My Days On The Periphery Of The Music Business: Meeting With Butch Walker Ends In Bitter Divorce!

At the continual urging of friends (some of whom actually witnessed these events) to "write a book, dammit!", I am happy to report that I have just put the finishing touches on "Rocker's Guide To Eating On $20 A Week While Blowing It In The Music Biz".  Today's sample chapter details my very first foray into "collaborating with an established artist".

The music biz folks I'm still fortunate enough to call friends will be the first to tell you that one of the hugest regrets I have is not listening to them all of the times they urged me to concentrate on being a songwriter instead of an artist.  In hindsight, the fact that I hate long bus rides, doing interviews, and performing live should have been a sign, but, admittedly, I was blinded by the titillating caress of stardom.

Of course, getting there meant dealing with A&R guys who were, without exception, some of the most skittish people you could ever dread meeting.  It's amazing anybody gets signed.  Still, crazier things have happened, I suppose.  Such as the time an A&R guy whose last name rhymes with Cock Smell was convinced that I was the next Henry Lee Cougarcamp and tried teaming me up with Butch Walker to either write together or, I dunno, form the world's first reverse super group?

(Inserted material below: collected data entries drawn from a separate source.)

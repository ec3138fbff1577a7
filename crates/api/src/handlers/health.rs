use super::models::AppState;
use crate::errors::ApiError;
use crate::models::HealthResponse;
use axum::{extract::State, response::Json};

/// Reports ready only while the connector holds a live client
pub async fn health(State(state): State<AppState>) -> Result<Json<HealthResponse>, ApiError> {
    state.connector.client()?;

    Ok(Json(HealthResponse {
        status: "ok".to_string(),
        scope: state.connector.scope().to_string(),
        bucket: state.connector.bucket_name().to_string(),
    }))
}
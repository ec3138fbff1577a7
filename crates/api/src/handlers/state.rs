use super::models::AppState;
use bucket_storage::BucketConnector;
use std::sync::Arc;

impl AppState {
    pub fn new(connector: Arc<BucketConnector>) -> Self {
        Self { connector }
    }
}
pub mod config;
pub mod connector;
pub mod logging;
pub mod router;
use super::defaults::DEFAULT_CONFIG_TEMPLATE;
use super::migration::migrate_config_if_needed;
use super::models::Config;
use crate::ConfigError;
use bucket_events::EventBus;
use std::path::Path;
use std::sync::Arc;

impl Config {
    /// Loads configuration from a file, registering defaults for `scope`
    pub async fn from_file<P: AsRef<Path>>(path: P, scope: &str) -> Result<Self, ConfigError> {
        Self::from_file_with_events(path, scope, None).await
    }

    /// Loads configuration from a file with optional event bus for notifications
    pub async fn from_file_with_events<P: AsRef<Path>>(
        path: P,
        scope: &str,
        events: Option<&Arc<EventBus>>,
    ) -> Result<Self, ConfigError> {
        let path = path.as_ref();

        // Create default config if it doesn't exist
        if !path.exists() {
            create_default_config(path).await?;
        }

        migrate_config_if_needed(path, scope, events).await?;

        let content = tokio::fs::read_to_string(path).await?;
        let config: Config = toml::from_str(&content)?;
        config.connector(scope).validate()?;

        Ok(config)
    }
}

async fn create_default_config<P: AsRef<Path>>(path: P) -> Result<(), ConfigError> {
    tokio::fs::write(path, DEFAULT_CONFIG_TEMPLATE).await?;
    Ok(())
}

#[cfg(test)]
mod tests {
    use super::*;
    use crate::BackendKind;

    #[tokio::test]
    async fn test_missing_file_creates_default() {
        let dir = tempfile::tempdir().unwrap();
        let path = dir.path().join("config.toml");

        let config = Config::from_file(&path, "connector").await.unwrap();

        assert!(path.exists());
        let settings = config.connector("connector");
        assert_eq!(settings.bucket_name, "example.com");
        assert_eq!(settings.json_key, "gcp.json");
        assert_eq!(settings.backend, BackendKind::Gcs);
        assert_eq!(config.server.port, 8080);
    }

    #[tokio::test]
    async fn test_scope_defaults_are_written_back() {
        let dir = tempfile::tempdir().unwrap();
        let path = dir.path().join("config.toml");
        tokio::fs::write(&path, "[media]\nbucket_name = \"media.example.org\"\n")
            .await
            .unwrap();

        let config = Config::from_file(&path, "media").await.unwrap();
        assert_eq!(config.connector("media").bucket_name, "media.example.org");

        let written = tokio::fs::read_to_string(&path).await.unwrap();
        assert!(written.contains("json_key = \"gcp.json\""));
        assert!(written.contains("bucket_name = \"media.example.org\""));
        assert!(written.contains("[server]"));
    }

    #[tokio::test]
    async fn test_invalid_scope_is_rejected() {
        let dir = tempfile::tempdir().unwrap();
        let path = dir.path().join("config.toml");
        tokio::fs::write(&path, "[connector]\nbucket_name = \"\"\n")
            .await
            .unwrap();

        let result = Config::from_file(&path, "connector").await;
        assert!(matches!(result, Err(ConfigError::InvalidConfig(_))));
    }
}
use crate::handlers::{delete_object, delete_prefix, get_object, health, put_object, upload, AppState};
use axum::{
    routing::{delete, get, post},
    Router,
};

/// Connector routes without middleware; the binary layers limits and CORS on top
pub fn routes(state: AppState) -> Router {
    Router::new()
        .route("/health", get(health))
        .route("/upload", post(upload))
        .route(
            "/objects/*path",
            get(get_object).put(put_object).delete(delete_object),
        )
        .route("/prefixes/*prefix", delete(delete_prefix))
        .with_state(state)
}

#[cfg(test)]
mod tests {
    use super::*;
    use axum::http::StatusCode;
    use axum_test::TestServer;
    use base64::{engine::general_purpose::STANDARD, Engine as _};
    use bucket_config::{BackendKind, ConnectorSettings};
    use bucket_storage::{BucketConnector, InMemoryClient, StorageClient};
    use bytes::Bytes;
    use std::sync::Arc;

    const BUCKET: &str = "files.example.com";

    fn create_test_app() -> (TestServer, Arc<BucketConnector>, Arc<InMemoryClient>) {
        let settings = ConnectorSettings {
            backend: BackendKind::Memory,
            bucket_name: BUCKET.to_string(),
            ..Default::default()
        };
        let connector = Arc::new(BucketConnector::new("api-test", settings));
        let client = Arc::new(InMemoryClient::new());
        connector.open_with_client(client.clone()).unwrap();

        let server = TestServer::new(routes(AppState::new(Arc::clone(&connector)))).unwrap();
        (server, connector, client)
    }

    #[tokio::test]
    async fn test_upload_returns_public_url() {
        let (app, _connector, client) = create_test_app();

        let response = app
            .post("/upload")
            .json(&serde_json::json!({
                "file_name": "hello.txt",
                "category": "notes",
                "rowData": STANDARD.encode("hello"),
            }))
            .await;

        response.assert_status_ok();
        let body: serde_json::Value = response.json();
        assert_eq!(body["url"], format!("https://{}/notes/hello.txt", BUCKET));
        assert_eq!(&client.read_object(BUCKET, "notes/hello.txt").await.unwrap()[..], b"hello");
    }

    #[tokio::test]
    async fn test_upload_bad_base64_is_bad_request() {
        let (app, _connector, client) = create_test_app();

        let response = app
            .post("/upload")
            .json(&serde_json::json!({ "category": "notes", "rowData": "***" }))
            .await;

        response.assert_status(StatusCode::BAD_REQUEST);
        let body: serde_json::Value = response.json();
        assert_eq!(body["error"]["code"], "INVALID_PAYLOAD");
        assert!(client.is_empty());
    }

    #[tokio::test]
    async fn test_put_get_delete_object() {
        let (app, _connector, _client) = create_test_app();

        let response = app
            .put("/objects/raw/data.json")
            .bytes(Bytes::from_static(b"{}"))
            .await;
        response.assert_status_ok();
        let body: serde_json::Value = response.json();
        assert_eq!(body["url"], format!("https://{}/raw/data.json", BUCKET));

        let response = app.get("/objects/raw/data.json").await;
        response.assert_status_ok();
        assert_eq!(response.header("content-type"), "application/json");
        assert_eq!(&response.as_bytes()[..], b"{}");

        let response = app.delete("/objects/raw/data.json").await;
        response.assert_status(StatusCode::NO_CONTENT);

        let response = app.get("/objects/raw/data.json").await;
        response.assert_status_not_found();

        // Deleting again is still a success
        let response = app.delete("/objects/raw/data.json").await;
        response.assert_status(StatusCode::NO_CONTENT);
    }

    #[tokio::test]
    async fn test_delete_prefix() {
        let (app, connector, client) = create_test_app();
        for path in ["tmp/1", "tmp/2", "keep/1"] {
            connector.write_raw(path, "x").await.unwrap();
        }

        let response = app.delete("/prefixes/tmp/").await;

        response.assert_status(StatusCode::NO_CONTENT);
        assert_eq!(client.len(), 1);
    }

    #[tokio::test]
    async fn test_closed_connector_is_unavailable() {
        let (app, connector, _client) = create_test_app();
        app.get("/health").await.assert_status_ok();

        connector.close().await.unwrap();

        let response = app.get("/health").await;
        response.assert_status(StatusCode::SERVICE_UNAVAILABLE);
        let body: serde_json::Value = response.json();
        assert_eq!(body["error"]["code"], "NOT_READY");
    }
}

A couple days later, a voicemail from Cock Smell informs me that Butch is gonna be in town for a gig and to coordinate the rental of a local studio for the day with his assistant so that Butch and I can, you know, rock out.

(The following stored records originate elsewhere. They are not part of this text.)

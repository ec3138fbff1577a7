use super::models::AppState;
use crate::errors::ApiError;
use crate::models::UploadResponse;
use axum::{
    extract::{Path as AxumPath, State},
    http::{header, StatusCode},
    response::{IntoResponse, Json, Response},
};
use bucket_storage::UploadRequest;
use bytes::Bytes;

/// POST /upload: base64 JSON payload stored under its category
pub async fn upload(
    State(state): State<AppState>,
    Json(req): Json<UploadRequest>,
) -> Result<Json<UploadResponse>, ApiError> {
    let url = state.connector.upload_encoded(&req).await?;
    Ok(Json(UploadResponse { url }))
}

/// PUT /objects/*path: raw body stored at exactly `path`
pub async fn put_object(
    State(state): State<AppState>,
    AxumPath(path): AxumPath<String>,
    body: Bytes,
) -> Result<Json<UploadResponse>, ApiError> {
    let url = state.connector.write_raw(&path, body).await?;
    Ok(Json(UploadResponse { url }))
}

pub async fn get_object(
    State(state): State<AppState>,
    AxumPath(path): AxumPath<String>,
) -> Result<Response, ApiError> {
    let content = state.connector.read_object(&path).await?;
    let mime = mime_guess::from_path(&path).first_or_octet_stream();

    Ok(([(header::CONTENT_TYPE, mime.to_string())], content).into_response())
}

pub async fn delete_object(
    State(state): State<AppState>,
    AxumPath(path): AxumPath<String>,
) -> Result<StatusCode, ApiError> {
    state.connector.delete_object(&path).await?;
    Ok(StatusCode::NO_CONTENT)
}

pub async fn delete_prefix(
    State(state): State<AppState>,
    AxumPath(prefix): AxumPath<String>,
) -> Result<StatusCode, ApiError> {
    tracing::info!("Deleting objects with prefix '{}'", prefix);
    state.connector.delete_objects_with_prefix(&prefix).await?;
    Ok(StatusCode::NO_CONTENT)
}
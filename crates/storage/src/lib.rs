mod client;
mod connector;
mod errors;
mod memory;
mod request;
mod url;

#[cfg(feature = "gcs")]
mod gcs;

pub use client::{connect, AclRule, StorageClient, StoredObject, PUBLIC_READ};
pub use connector::{BucketConnector, LifecycleState};
pub use errors::*;
pub use memory::InMemoryClient;
pub use request::UploadRequest;
pub use url::public_url;

#[cfg(feature = "gcs")]
pub use gcs::GcsClient;
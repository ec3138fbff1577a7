use bucket_events::{AppEvent, EventBus};
use bucket_config::Config;
use bucket_storage::BucketConnector;
use anyhow::{Context, Result};
use std::sync::Arc;

/// Builds the connector for `scope` and opens it; a failure here aborts startup
pub async fn open(config: &Config, scope: &str, events: &Arc<EventBus>) -> Result<Arc<BucketConnector>> {
    let settings = config.connector(scope);
    let backend = settings.backend.to_string();
    let connector = Arc::new(BucketConnector::new(scope, settings));

    if let Err(e) = connector.open().await {
        events.emit(AppEvent::Error {
            context: format!("Opening connector '{}'", scope),
            error: e.to_string(),
        });
        return Err(e).with_context(|| format!("failed to open connector '{}'", scope));
    }

    events.emit(AppEvent::ConnectorOpened {
        scope: scope.to_string(),
        bucket: connector.bucket_name().to_string(),
        backend,
    });

    Ok(connector)
}

/// Releases the connector's client once the server has drained
pub async fn close(connector: &BucketConnector, events: &Arc<EventBus>) -> Result<()> {
    connector
        .close()
        .await
        .with_context(|| format!("failed to close connector '{}'", connector.scope()))?;

    events.emit(AppEvent::ConnectorClosed {
        scope: connector.scope().to_string(),
    });

    Ok(())
}
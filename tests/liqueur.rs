use approx::assert_abs_diff_eq;
use liqueur::{
    Basis, Composition, DENSITY_SUCROSE, Ingredient, Kind, Liqueur, LiqueurError, Measure,
    Priority, Recipe, Settings,
};
use proptest::prelude::*;

fn abv(v: f64) -> Ingredient {
    Ingredient::alcohol(v, Measure::Abv).unwrap()
}

fn brix(v: f64) -> Ingredient {
    Ingredient::syrup(v, Measure::Brix).unwrap()
}

/// 24 % vol, 250 g/L.
fn target() -> Liqueur {
    Liqueur::new(
        Some(abv(24.0)),
        Some(Ingredient::syrup(0.25, Measure::MassConcentration).unwrap()),
    )
    .unwrap()
}

/// Vin à 12 % + sirop 2:1, avec vodka et sucre pur en secours.
fn pantry() -> Recipe {
    Recipe::new()
        .alcohol(abv(12.0))
        .syrup(brix(66.67))
        .fallback_alcohol(abv(40.0))
        .fallback_syrup(brix(100.0))
        .basis(Basis::total(1.0, Measure::Liter))
}

fn ids(c: &Composition) -> Vec<&str> {
    c.iter().map(|(id, _)| id).collect()
}

// ═══════════════════════════════════════════════════════════════════
//  Bout en bout
// ═══════════════════════════════════════════════════════════════════

#[test]
fn syrup_first_hits_the_target() {
    let batch = target().make(&pantry().priority(Priority::Syrup)).unwrap();
    let info = batch.info(None).unwrap();

    assert!((info.abv - 24.0).abs() < 0.1, "ABV = {:.4}", info.abv);
    assert!(
        (info.sugar_concentration() - 250.0).abs() < 1.0,
        "sucre = {:.3} g/L",
        info.sugar_concentration()
    );
    assert_abs_diff_eq!(info.volume, 1000.0, epsilon = 1e-6);

    // Le sirop 2:1 suffit seul ; l'alcool doit être coupé à la vodka
    assert_eq!(ids(&batch), ["syrup", "alcohol", "fallback_alcohol", "buffer"]);
    let syrup = batch.component("syrup").unwrap().volume();
    assert!((syrup - 282.6).abs() < 0.5, "sirop = {syrup:.2} mL");
    let buffer = batch.component("buffer").unwrap().volume();
    assert!(buffer >= 0.0 && buffer < 1.0, "tampon = {buffer:.4} mL");
}

#[test]
fn alcohol_first_blends_both_axes() {
    let batch = target().make(&pantry()).unwrap();
    let info = batch.info(None).unwrap();

    assert!((info.abv - 24.0).abs() < 0.1, "ABV = {:.4}", info.abv);
    assert!((info.sugar_concentration() - 250.0).abs() < 1.0);
    assert_eq!(
        ids(&batch),
        ["alcohol", "fallback_alcohol", "syrup", "fallback_syrup", "buffer"]
    );
}

#[test]
fn scale_to_keeps_intensive_properties() {
    let mut batch = target().make(&pantry().priority(Priority::Syrup)).unwrap();
    let before = batch.info(None).unwrap();

    batch.scale_to(700.0, Measure::Milliliter).unwrap();
    let after = batch.info(None).unwrap();

    assert_abs_diff_eq!(batch.total(Measure::Milliliter).unwrap(), 700.0, epsilon = 1e-9);
    assert_abs_diff_eq!(after.abv, before.abv, epsilon = 1e-9);
    assert_abs_diff_eq!(
        after.sugar_concentration(),
        before.sugar_concentration(),
        epsilon = 1e-9
    );
}

#[test]
fn basis_on_the_primary_alcohol() {
    // Toute la bouteille de vin (750 mL) part dans la recette
    let recipe = pantry().priority(Priority::Syrup).basis(Basis::alcohol(750.0, Measure::Milliliter));
    let batch = target().make(&recipe).unwrap();
    let wine = batch.component("alcohol").unwrap().volume();
    assert_abs_diff_eq!(wine, 750.0, epsilon = 1e-9);

    let info = batch.info(None).unwrap();
    assert!((info.abv - 24.0).abs() < 0.1);
}

#[test]
fn lone_fallback_is_promoted() {
    let recipe = Recipe::new()
        .fallback_alcohol(abv(40.0))
        .syrup(brix(66.67))
        .basis(Basis::total(0.5, Measure::Liter));
    let batch = target().make(&recipe).unwrap();
    assert!(batch.component("alcohol").is_some());
    assert!(batch.component("fallback_alcohol").is_none());
    assert_abs_diff_eq!(batch.total(Measure::Liter).unwrap(), 0.5, epsilon = 1e-12);
}

#[test]
fn custom_buffer_and_virtual_extras() {
    let juice = Ingredient::water().with_attr("name", "jus de cassis");
    let recipe = pantry().priority(Priority::Syrup).buffer(juice);
    let mut batch = target().make(&recipe).unwrap();
    assert_eq!(batch.component("buffer").unwrap().ingredient().name(), Some("jus de cassis"));

    // Les épices n'entrent dans aucun total
    let spice = liqueur::Component::new(Ingredient::inert(), 15.0, Measure::Gram).unwrap();
    let volume = batch.total(Measure::Milliliter).unwrap();
    batch.add("spice", spice).unwrap();
    assert_eq!(batch.total(Measure::Milliliter).unwrap(), volume);
}

#[test]
fn stricter_settings_still_converge() {
    let settings = Settings::default().alcohol_precision(1e-9).sugar_precision(1e-9);
    let batch = target().make_with(&pantry(), &settings).unwrap();
    let info = batch.info(None).unwrap();
    assert!((info.abv - 24.0).abs() < 0.01);
}

// ═══════════════════════════════════════════════════════════════════
//  Erreurs
// ═══════════════════════════════════════════════════════════════════

#[test]
fn missing_ingredients() {
    let no_alcohol = Recipe::new().syrup(brix(66.67));
    assert_eq!(target().make(&no_alcohol).unwrap_err(), LiqueurError::InsufficientAlcohol);

    let no_syrup = Recipe::new().alcohol(abv(40.0));
    assert_eq!(target().make(&no_syrup).unwrap_err(), LiqueurError::InsufficientSugar);

    // Vin seul : il faudrait deux litres de vin par litre
    let weak = Recipe::new().alcohol(abv(12.0)).syrup(brix(66.67));
    assert_eq!(target().make(&weak).unwrap_err(), LiqueurError::ImpossibleCombination);

    // Alcool à 0 % : part infinie
    let dry = Recipe::new().alcohol(abv(0.0)).syrup(brix(66.67));
    assert_eq!(target().make(&dry).unwrap_err(), LiqueurError::InsufficientAlcohol);
}

#[test]
fn unreachable_profile_is_impossible() {
    // 45 % vol et 600 g/L ne tiennent pas avec une eau-de-vie à 65 % et du sirop 2:1
    let heavy = Liqueur::new(
        Some(abv(45.0)),
        Some(Ingredient::syrup(0.6, Measure::MassConcentration).unwrap()),
    )
    .unwrap();
    let recipe = Recipe::new().alcohol(abv(65.0)).syrup(brix(66.67));
    assert_eq!(heavy.make(&recipe).unwrap_err(), LiqueurError::ImpossibleCombination);
}

#[test]
fn basis_without_its_component() {
    let sugar_only = Liqueur::new(None, Some(brix(20.0))).unwrap();
    let recipe = Recipe::new()
        .syrup(brix(66.67))
        .basis(Basis::alcohol(1.0, Measure::Liter));
    assert_eq!(
        sugar_only.make(&recipe).unwrap_err(),
        LiqueurError::BasisAlcoholWithoutAlcohol
    );

    let spirit_only = Liqueur::new(Some(abv(20.0)), None).unwrap();
    let recipe = Recipe::new()
        .alcohol(abv(40.0))
        .basis(Basis::syrup(1.0, Measure::Liter));
    assert_eq!(
        spirit_only.make(&recipe).unwrap_err(),
        LiqueurError::BasisSugarWithoutSugar
    );
}

#[test]
fn wrong_slot_kind() {
    let recipe = Recipe::new().alcohol(brix(50.0)).syrup(brix(66.67));
    assert!(matches!(
        target().make(&recipe),
        Err(LiqueurError::IngredientMismatch { expected: Kind::Alcohol, found: Kind::Syrup })
    ));
}

#[test]
fn full_litre_boundary() {
    let sucrose = Ingredient::syrup(DENSITY_SUCROSE, Measure::MassConcentration).unwrap();
    assert!(Liqueur::new(None, Some(sucrose.clone())).is_ok());
    assert_eq!(
        Liqueur::new(Some(abv(0.1)), Some(sucrose)).unwrap_err(),
        LiqueurError::ImpossibleCombination
    );
}

// ═══════════════════════════════════════════════════════════════════
//  Conservation
// ═══════════════════════════════════════════════════════════════════

fn non_virtual_volume(batch: &Composition) -> f64 {
    batch
        .iter()
        .filter(|(_, c)| !c.is(Kind::Virtual))
        .map(|(_, c)| c.volume())
        .sum()
}

#[test]
fn both_priorities_fill_the_requested_volume() {
    for priority in [Priority::Alcohol, Priority::Syrup] {
        let recipe = pantry().priority(priority).basis(Basis::total(2.5, Measure::Liter));
        let batch = target().make(&recipe).unwrap();
        assert_abs_diff_eq!(non_virtual_volume(&batch), 2500.0, epsilon = 1e-6);
        assert!(batch.iter().all(|(_, c)| c.weight() >= 0.0));
    }
}

proptest! {
    #[test]
    fn volume_is_conserved(
        target_abv in 5.0_f64..35.0,
        target_wv in 0.05_f64..0.35,
        main_abv in 8.0_f64..20.0,
        main_brix in 40.0_f64..70.0,
        litres in 0.1_f64..5.0,
        syrup_first in any::<bool>(),
    ) {
        let liqueur = Liqueur::new(
            Some(abv(target_abv)),
            Some(Ingredient::syrup(target_wv, Measure::MassConcentration).unwrap()),
        ).unwrap();
        let priority = if syrup_first { Priority::Syrup } else { Priority::Alcohol };
        let recipe = Recipe::new()
            .alcohol(abv(main_abv))
            .syrup(brix(main_brix))
            .fallback_alcohol(abv(96.0))
            .fallback_syrup(brix(100.0))
            .priority(priority)
            .basis(Basis::total(litres, Measure::Liter));

        // Toutes les combinaisons ne sont pas réalisables ; proptest échoue
        // si trop de cas sont rejetés.
        let result = liqueur.make(&recipe);
        prop_assume!(result.is_ok());
        let batch = result.unwrap();
        prop_assert!((non_virtual_volume(&batch) - litres * 1000.0).abs() < 1e-6 * litres * 1000.0);
        for (id, c) in batch.iter() {
            prop_assert!(c.weight() >= 0.0, "{id} has negative weight");
        }
    }
}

"Rehearsal studio or recording studio?" I ask.


Recording studio it is.

When his assistant calls, I suggest the priciest studio I can think of and request the best engineer on-staff (now a big-time record producer).  The next day, the owner of said studio calls me, saying, "Dude, you and Butch Walker?  You never fail to amaze me, bro. FedEx just handed me a check large enough for me to bump Koko Taylor and, baby, nobody bumps Koko Taylor.  You owe me, ha ha.  See you tomorrow!"

Since his people have been kind enough to put me on the guest list, I decide to check out Butch' show the night before.  After watching Butch sweat for two hours, we are introduced.  As we shake hands like two mighty warriors joining forces to fend off the forces of evil, Butch says to me he says, "Your songs are good. Real good."

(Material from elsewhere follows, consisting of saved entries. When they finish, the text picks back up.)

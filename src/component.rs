use std::sync::Arc;

use crate::error::{LiqueurError, Result};
use crate::format::{Message, round};
use crate::ingredient::{Ingredient, Kind};
use crate::measure::Measure;

/// A quantity of one ingredient.
///
/// The amount is stored as weight in grams; volumes are derived from the
/// ingredient's density.  Intensive measures (ABV, Brix, …) are read
/// straight from the ingredient.
///
/// ```
/// use liqueur::{Component, Ingredient, Measure};
///
/// let vodka = Component::new(Ingredient::alcohol(40.0, Measure::Abv)?, 0.5, Measure::Liter)?;
/// assert!((vodka.get(Measure::Milliliter)? - 500.0).abs() < 1e-9);
/// # Ok::<(), liqueur::LiqueurError>(())
/// ```
#[derive(Debug, Clone, PartialEq)]
pub struct Component {
    ingredient: Arc<Ingredient>,
    weight: f64,
}

impl Component {
    /// `quantity` must be finite and non-negative, `measure` a mass or
    /// volume unit.
    pub fn new(ingredient: impl Into<Arc<Ingredient>>, quantity: f64, measure: Measure) -> Result<Self> {
        let ingredient = ingredient.into();
        if !(quantity >= 0.0 && quantity.is_finite()) {
            return Err(LiqueurError::InvalidValue(quantity));
        }
        let weight = if let Some(g) = measure.grams() {
            quantity * g
        } else if let Some(ml) = measure.milliliters() {
            quantity * ml * ingredient.density()
        } else {
            return Err(LiqueurError::ConversionUnavailable {
                subject: "component",
                from: measure,
                to: Measure::Gram,
            });
        };
        Ok(Self { ingredient, weight })
    }

    pub fn ingredient(&self) -> &Ingredient {
        &self.ingredient
    }

    pub fn kind(&self) -> Kind {
        self.ingredient.kind()
    }

    pub fn is(&self, kind: Kind) -> bool {
        self.ingredient.is(kind)
    }

    /// Grams.
    pub fn weight(&self) -> f64 {
        self.weight
    }

    /// Millilitres.
    pub fn volume(&self) -> f64 {
        self.weight / self.ingredient.density()
    }

    pub fn get(&self, measure: Measure) -> Result<f64> {
        if let Some(g) = measure.grams() {
            Ok(self.weight / g)
        } else if let Some(ml) = measure.milliliters() {
            Ok(self.volume() / ml)
        } else {
            self.ingredient.get(measure)
        }
    }

    /// Multiply the amount by `k` (finite, positive).
    pub fn scale(&mut self, k: f64) -> Result<()> {
        if !(k > 0.0 && k.is_finite()) {
            return Err(LiqueurError::InvalidValue(k));
        }
        self.weight *= k;
        Ok(())
    }

    /// `{code: "format_<measure>", data: {value}}`, default precision 0.01.
    pub fn fget(&self, measure: Measure, precision: Option<f64>) -> Result<Message> {
        let value = round(self.get(measure)?, precision.unwrap_or(0.01));
        Ok(Message::value(format!("format_{}", measure.key()), value))
    }
}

Okay, this next part is my exact mental process:

Butch Walker just said my songs are good.  Then he added "real good".  Is that weird though?  Why did he add that part?  Did he even listen to the CD?  Fuck, you always do this.  Why can't you just choose to believe that he has until proven otherwise and that he really does like your songs and thinks enough of you to try to glom off of your untapped coolness.  Just fucking accept the fucking compliment.

"I know," I respond.

Holy fuck, what did you just say?  Quick, add a "thanks" and maybe he won't notice.

It's too late, though...Butch literally spits his drink back into the red Solo cup in his left hand, then busts out laughing and says, "Dude, I wish I had your confidence."


Oh, NOW you say thanks.  And did he just say he wish he had YOUR confidence?  Hilarious.

We shoot the shit for a couple more minutes, but then I beg off since I know he's gonna do so any second, as the line of tattooed rocker chicks waiting to meet him is now in the double digits.  We shake hands again and as we part, he says "Take it easy.  Big day tomorrow!"

Long story short, Butch was a no-show the next day, but the room was paid for so I cut a bunch of demos with my favorite engineer (now a big-time record-producer).  I also met the gorgeous studio manager who would become my future ex-wife, something I was very thankful to Butch for right up until she took half my stuff.

It's a cliche, but all these years, I've wondered...was it something I said?